Baseball fans came out in droves on social media to support Trey Mancini after insulting comments were aimed at him
On Monday, the Baltimore Orioles kicked off a series at Oriole Park at Camden Yards with the first of four games this week against the Kansas City Royals. The Orioles would end up losing Monday’s game, 3-2, doing so with star first baseman Trey Mancini getting the day off. In Sunday’s series finale against the New York Yankees, Mancini fouled a pitch off of his foot, which understandably would cause the “general soreness” that Nathan Ruiz of the Baltimore Sun reported.

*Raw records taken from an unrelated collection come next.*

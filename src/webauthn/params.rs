// Copyright 2023 Contributors to the Veraison project.
// SPDX-License-Identifier: Apache-2.0

use super::common::sha256;
use super::cose::CoseAlgorithm;
use serde::{Deserialize, Serialize};

#[derive(Debug, Clone, Copy, Default, PartialEq, Eq, Serialize, Deserialize)]
#[serde(rename_all = "lowercase")]
pub enum UserVerification {
    Required,
    #[default]
    Preferred,
    Discouraged,
}

/// What the relying party expects from a ceremony.  The challenge, origin and
/// RP ID are owned by the caller; nothing here is read from the environment.
#[derive(Debug, Clone, PartialEq, Eq)]
pub struct CeremonyParams {
    pub challenge: Vec<u8>,
    /// scheme, host and (if not the default) port, e.g. "https://example.com"
    pub origin: String,
    pub rp_id: String,
    pub user_verification: UserVerification,
    pub allow_cross_origin: bool,
    /// credential algorithms accepted at registration; empty means any
    /// supported algorithm
    pub allowed_algorithms: Vec<CoseAlgorithm>,
}

impl CeremonyParams {
    pub fn new(challenge: &[u8], origin: &str, rp_id: &str) -> Self {
        CeremonyParams {
            challenge: challenge.to_vec(),
            origin: origin.to_string(),
            rp_id: rp_id.to_string(),
            user_verification: UserVerification::default(),
            allow_cross_origin: false,
            allowed_algorithms: vec![],
        }
    }

    pub fn require_user_verification(mut self) -> Self {
        self.user_verification = UserVerification::Required;
        self
    }

    pub fn with_cross_origin(mut self) -> Self {
        self.allow_cross_origin = true;
        self
    }

    pub fn with_algorithms(mut self, algs: &[CoseAlgorithm]) -> Self {
        self.allowed_algorithms = algs.to_vec();
        self
    }

    pub fn user_verification_required(&self) -> bool {
        self.user_verification == UserVerification::Required
    }

    pub fn rp_id_hash(&self) -> [u8; 32] {
        sha256(self.rp_id.as_bytes())
    }

    pub fn algorithm_allowed(&self, alg: CoseAlgorithm) -> bool {
        self.allowed_algorithms.is_empty() || self.allowed_algorithms.contains(&alg)
    }
}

The reports of Mancini’s absence from the O’s lineup on Monday caught the attention of former MLB pitcher, Kyle Farnsworth, who fired off an abstruse tweet about the situation.

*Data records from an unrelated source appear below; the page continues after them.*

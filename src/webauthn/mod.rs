// Copyright 2023 Contributors to the Veraison project.
// SPDX-License-Identifier: Apache-2.0

//! The webauthn module provides a [`Verifier`] for the two WebAuthn
//! ceremonies: registration, which checks an attestation object and yields a
//! [`Credential`], and authentication, which checks an assertion against a
//! stored [`Credential`].
//!
//! # Example
//!
//! The following example assumes that the attestation roots are available as
//! JSON and that the challenge was issued by the caller for this ceremony.
//!
//! ```
//! use fido2_verifier::store::MemoTrustAnchorStore;
//! use fido2_verifier::webauthn::{CeremonyParams, Credential, Error, Verifier};
//!
//! fn register(
//!     jta: &str,
//!     attestation_object: &[u8],
//!     client_data_json: &[u8],
//!     challenge: &[u8],
//! ) -> Result<Credential, Error> {
//!     let mut tas = MemoTrustAnchorStore::new();
//!     tas.load_json(jta).expect("loading trust anchors");
//!
//!     let params = CeremonyParams::new(challenge, "https://example.com", "example.com");
//!
//!     // decode the attestation object, check the client data binding, run
//!     // the statement format verifier and chain the attestation to a root
//!     Verifier::new(&tas).verify_registration(attestation_object, client_data_json, &params)
//! }
//! ```

pub use self::assertion::CounterPolicy;
pub use self::attestation::{
    AttestationFormat, AttestationObject, AttestationResult, AttestationType,
    AttestationVerifier, FormatPolicies,
};
pub use self::authdata::{
    Aaguid, AttestedCredentialData, AuthenticatorData, AuthenticatorDataBuilder,
    AuthenticatorFlags, Flag, MAX_CREDENTIAL_ID_LEN,
};
pub use self::clientdata::{client_data_hash, CeremonyType, CollectedClientData};
pub use self::cose::{
    parse_key, parse_key_bytes, CoseAlgorithm, CoseKey, EcCurve, OkpCurve, PublicKey,
};
pub use self::credential::{AssertionResponse, Credential, VerifiedAssertion};
pub use self::errors::{Error, ErrorKind};
pub use self::params::{CeremonyParams, UserVerification};
pub use self::trust::{TrustEvaluator, TrustPolicy, TrustResult};
pub use self::verifier::{Verifier, VerifierConfig};

pub mod base64;
pub mod cbor;
pub mod formats;
pub mod tpm;
pub mod x509;

mod assertion;
mod attestation;
mod authdata;
mod clientdata;
mod common;
mod cose;
mod credential;
mod errors;
mod params;
mod registration;
mod trust;
mod verifier;

#[cfg(test)]
pub(crate) mod testutil;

With a combined figure of about 2,500 replies and quote tweets, fans, analysts, and players on Twitter let Farnsworth hear their displeasure. For one, many people pointed out the hypocritical thinking behind Farnsworth’s “play through soreness” attitude. In 2004 during his time with the Cubs, Farnsworth was shelved after taking the anger he felt from surrendering six runs in the ninth inning out on an electrical fan, suffering a sprain and bruising in his right knee from kicking the fan that stood in the runway between the Cubs’ clubhouse and dugout. The self-inflicted injury kept him out of play for three weeks.

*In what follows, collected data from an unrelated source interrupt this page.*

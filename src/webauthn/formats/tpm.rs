// Copyright 2023 Contributors to the Veraison project.
// SPDX-License-Identifier: Apache-2.0

use crate::webauthn::attestation::*;
use crate::webauthn::authdata::AuthenticatorData;
use crate::webauthn::common::*;
use crate::webauthn::cose::{verify_signature, CoseAlgorithm, CoseKey, EcCurve, PublicKey};
use crate::webauthn::errors::Error;
use crate::webauthn::tpm::*;
use crate::webauthn::x509::{parse_x5c, trust_path, AttestationCert, OID_TCG_KP_AIK_CERTIFICATE};
use ciborium::Value;

const TPM_KEYS: [&str; 6] = ["ver", "alg", "x5c", "sig", "certInfo", "pubArea"];
const RSA_DEFAULT_EXPONENT: u32 = 65537;

/// The `tpm` format, see §8.3 of WebAuthn L3
#[derive(Debug, Default, Clone, Copy)]
pub struct Tpm;

impl AttestationVerifier for Tpm {
    fn verify(
        &self,
        stmt: &Value,
        auth_data: &AuthenticatorData,
        client_data_hash: &[u8],
    ) -> Result<AttestationResult, Error> {
        let m = to_map(stmt, "tpm statement")?;
        check_keys(m, &TPM_KEYS, "tpm")?;

        let ver = to_tstr(required(m, "ver", "tpm")?, "ver")?;
        if ver != "2.0" {
            return Err(Error::Verification(format!(
                "unsupported TPM version {ver}"
            )));
        }

        let alg = CoseAlgorithm::try_from(to_int(required(m, "alg", "tpm")?, "alg")?)?;
        let sig = to_bstr(required(m, "sig", "tpm")?, "sig")?;
        let raw_cert_info = to_bstr(required(m, "certInfo", "tpm")?, "certInfo")?;
        let raw_pub_area = to_bstr(required(m, "pubArea", "tpm")?, "pubArea")?;
        let certs = parse_x5c(required(m, "x5c", "tpm")?)?;

        let acd = attested(auth_data)?;

        let pub_area = PubArea::parse(&raw_pub_area)?;
        check_pub_area_key(&pub_area.key, &acd.public_key)?;

        let cert_info = CertInfo::parse(&raw_cert_info)?;

        let att_to_be_signed = signed_payload(&auth_data.raw, client_data_hash);
        if !ct_eq(&cert_info.extra_data, &alg.hash(&att_to_be_signed)?) {
            return Err(Error::Verification(
                "certInfo extraData does not match the hash of authData and clientDataHash"
                    .to_string(),
            ));
        }

        let mut name = pub_area.name_alg.to_be_bytes().to_vec();
        name.extend_from_slice(&name_hash(pub_area.name_alg, &raw_pub_area)?);

        if cert_info.attested_name != name {
            return Err(Error::Verification(
                "certInfo attested name does not match pubArea".to_string(),
            ));
        }

        let aik = &certs[0];
        let aik_key = aik.public_key()?;
        verify_signature(alg, &aik_key, &sig, &raw_cert_info)?;
        check_aik(aik)?;
        aik.check_aaguid(&acd.aaguid)?;

        log::debug!("TPM attestation verified, AIK chain of {}", certs.len());

        Ok(AttestationResult {
            attestation_type: AttestationType::AttCa,
            trust_path: trust_path(&certs)?,
            aaguid: acd.aaguid,
        })
    }
}

fn check_pub_area_key(tpm_key: &TpmPublicKey, cred: &CoseKey) -> Result<(), Error> {
    let matches = match (tpm_key, &cred.key) {
        (
            TpmPublicKey::Rsa {
                exponent, modulus, ..
            },
            PublicKey::Rsa { n, e },
        ) => {
            let tpm_e = if *exponent == 0 {
                RSA_DEFAULT_EXPONENT
            } else {
                *exponent
            };

            modulus == n && exponent_value(e) == Some(tpm_e)
        }
        (TpmPublicKey::Ecc { curve_id, x: tx, y: ty }, PublicKey::Ec2 { curve, x, y }) => {
            let tpm_curve = match *curve_id {
                TPM_ECC_NIST_P256 => Some(EcCurve::P256),
                TPM_ECC_NIST_P384 => Some(EcCurve::P384),
                TPM_ECC_NIST_P521 => Some(EcCurve::P521),
                _ => None,
            };

            tpm_curve == Some(*curve) && tx == x && ty == y
        }
        _ => false,
    };

    if !matches {
        return Err(Error::Verification(
            "pubArea key does not match the credential public key".to_string(),
        ));
    }

    Ok(())
}

// big-endian, leading zeros allowed
fn exponent_value(e: &[u8]) -> Option<u32> {
    let e = match e.iter().position(|b| *b != 0) {
        Some(i) => &e[i..],
        None => return Some(0),
    };

    if e.len() > 4 {
        return None;
    }

    Some(e.iter().fold(0u32, |acc, b| (acc << 8) | *b as u32))
}

/// TPM attestation statement certificate requirements, see §8.3.1 of
/// WebAuthn L3
fn check_aik(aik: &AttestationCert) -> Result<(), Error> {
    if aik.version != 2 {
        return Err(Error::Verification(
            "AIK certificate must be v3".to_string(),
        ));
    }

    if !aik.subject_empty {
        return Err(Error::Verification(
            "AIK certificate subject must be empty".to_string(),
        ));
    }

    if !aik.has_san {
        return Err(Error::Verification(
            "AIK certificate lacks a subject alternative name".to_string(),
        ));
    }

    if !aik
        .extended_key_usage
        .iter()
        .any(|o| o == OID_TCG_KP_AIK_CERTIFICATE)
    {
        return Err(Error::Verification(format!(
            "AIK certificate EKU lacks {OID_TCG_KP_AIK_CERTIFICATE}"
        )));
    }

    if aik.ca != Some(false) {
        return Err(Error::Verification(
            "AIK certificate must not be a CA".to_string(),
        ));
    }

    Ok(())
}

#[cfg(test)]
mod tests {
    use super::*;
    use crate::webauthn::testutil::{self, CertSpec, Ext};
    use crate::webauthn::tpm::encode;
    use openssl::pkey::{PKey, Private};

    struct Fixture {
        ad: AuthenticatorData,
        cdh: [u8; 32],
        aik: PKey<Private>,
        aik_cert: openssl::x509::X509,
        pub_area: Vec<u8>,
        cert_info: Vec<u8>,
    }

    impl Fixture {
        fn rsa() -> Self {
            let (_, cred) = testutil::rsa_credential();
            let n = match &cred.key {
                PublicKey::Rsa { n, .. } => n.clone(),
                _ => unreachable!(),
            };
            Self::with(cred, encode::rsa_pub_area(TPM_ALG_SHA256, &n, 0))
        }

        fn with(cred: CoseKey, pub_area: Vec<u8>) -> Self {
            let ad = testutil::registration_auth_data(&cred, testutil::AAGUID);
            let cdh = sha256(b"client data");

            let extra = sha256(&signed_payload(&ad.raw, &cdh));
            let name = encode::name(TPM_ALG_SHA256, &pub_area);
            let cert_info =
                encode::cert_info(TPM_GENERATED_VALUE, TPM_ST_ATTEST_CERTIFY, &extra, &name);

            let aik = testutil::rsa_key();
            let aik_cert = testutil::cert(
                &aik,
                CertSpec {
                    subject: &[],
                    extensions: vec![
                        Ext::Eku(OID_TCG_KP_AIK_CERTIFICATE),
                        Ext::SanDns("tpm.example.com"),
                        testutil::aaguid_ext(&testutil::AAGUID, false),
                    ],
                    ..Default::default()
                },
            );

            Fixture {
                ad,
                cdh,
                aik,
                aik_cert,
                pub_area,
                cert_info,
            }
        }

        fn stmt(&self) -> Value {
            let sig = testutil::sign(&self.aik, &self.cert_info);

            Value::Map(vec![
                (testutil::text("ver"), testutil::text("2.0")),
                (testutil::text("alg"), Value::Integer((-257).into())),
                (testutil::text("x5c"), testutil::x5c(&[&self.aik_cert])),
                (testutil::text("sig"), Value::Bytes(sig)),
                (testutil::text("certInfo"), Value::Bytes(self.cert_info.clone())),
                (testutil::text("pubArea"), Value::Bytes(self.pub_area.clone())),
            ])
        }
    }

    #[test]
    fn rsa_credential() {
        let f = Fixture::rsa();

        let r = Tpm.verify(&f.stmt(), &f.ad, &f.cdh).unwrap();

        assert_eq!(r.attestation_type, AttestationType::AttCa);
        assert_eq!(r.trust_path.len(), 1);
        assert_eq!(r.aaguid.0, testutil::AAGUID);
    }

    #[test]
    fn ecc_credential() {
        let (_, cred) = testutil::p256_credential();
        let pub_area = match &cred.key {
            PublicKey::Ec2 { x, y, .. } => {
                encode::ecc_pub_area(TPM_ALG_SHA256, TPM_ECC_NIST_P256, x, y)
            }
            _ => unreachable!(),
        };
        let f = Fixture::with(cred, pub_area);

        let r = Tpm.verify(&f.stmt(), &f.ad, &f.cdh).unwrap();
        assert_eq!(r.attestation_type, AttestationType::AttCa);
    }

    #[test]
    fn pub_area_for_another_key() {
        let mut f = Fixture::rsa();
        f.pub_area = encode::rsa_pub_area(TPM_ALG_SHA256, &[0xc3; 256], 0);

        assert!(matches!(
            Tpm.verify(&f.stmt(), &f.ad, &f.cdh),
            Err(Error::Verification(_))
        ));
    }

    #[test]
    fn extra_data_mismatch() {
        let f = Fixture::rsa();

        assert!(matches!(
            Tpm.verify(&f.stmt(), &f.ad, &sha256(b"other client data")),
            Err(Error::Verification(_))
        ));
    }

    #[test]
    fn name_mismatch() {
        let mut f = Fixture::rsa();
        let extra = sha256(&signed_payload(&f.ad.raw, &f.cdh));
        let name = encode::name(TPM_ALG_SHA1, &f.pub_area);
        f.cert_info = encode::cert_info(TPM_GENERATED_VALUE, TPM_ST_ATTEST_CERTIFY, &extra, &name);

        assert!(matches!(
            Tpm.verify(&f.stmt(), &f.ad, &f.cdh),
            Err(Error::Verification(_))
        ));
    }

    #[test]
    fn bad_signature() {
        let f = Fixture::rsa();

        let mut m = f.stmt().as_map().unwrap().clone();
        if let Value::Bytes(sig) = &mut m[3].1 {
            sig[10] ^= 0x01;
        }

        assert!(matches!(
            Tpm.verify(&Value::Map(m), &f.ad, &f.cdh),
            Err(Error::InvalidSignature(_))
        ));
    }

    #[test]
    fn aik_with_subject() {
        let mut f = Fixture::rsa();
        f.aik_cert = testutil::cert(
            &f.aik,
            CertSpec {
                extensions: vec![
                    Ext::Eku(OID_TCG_KP_AIK_CERTIFICATE),
                    Ext::SanDns("tpm.example.com"),
                ],
                ..Default::default()
            },
        );

        assert!(matches!(
            Tpm.verify(&f.stmt(), &f.ad, &f.cdh),
            Err(Error::Verification(_))
        ));
    }

    #[test]
    fn wrong_version() {
        let f = Fixture::rsa();

        let mut m = f.stmt().as_map().unwrap().clone();
        m[0].1 = testutil::text("1.2");

        assert!(matches!(
            Tpm.verify(&Value::Map(m), &f.ad, &f.cdh),
            Err(Error::Verification(_))
        ));
    }

    #[test]
    fn exponents() {
        assert_eq!(exponent_value(&[0x01, 0x00, 0x01]), Some(65537));
        assert_eq!(exponent_value(&[0x00, 0x01, 0x00, 0x01]), Some(65537));
        assert_eq!(exponent_value(&[1, 2, 3, 4, 5]), None);
    }
}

A few notable people took the route of backing Mancini as well, including New York Mets pitcher Marcus Stroman. Including a handful of retweets, Stroman wanted to emphasize Mancini’s inspirational story of returning to Major League Baseball after his fight with cancer.
Since posting the original tweet on Monday night, Farnsworth has backpedaled on his insults of Mancini’s character. However, he noticeably did not apologize in the follow-up tweet he posted on Tuesday.
This season, Trey Mancini has played in 128 of the Orioles’ 136 games, slashing .262/.328/.452 with 21 home runs and 66 runs batted in.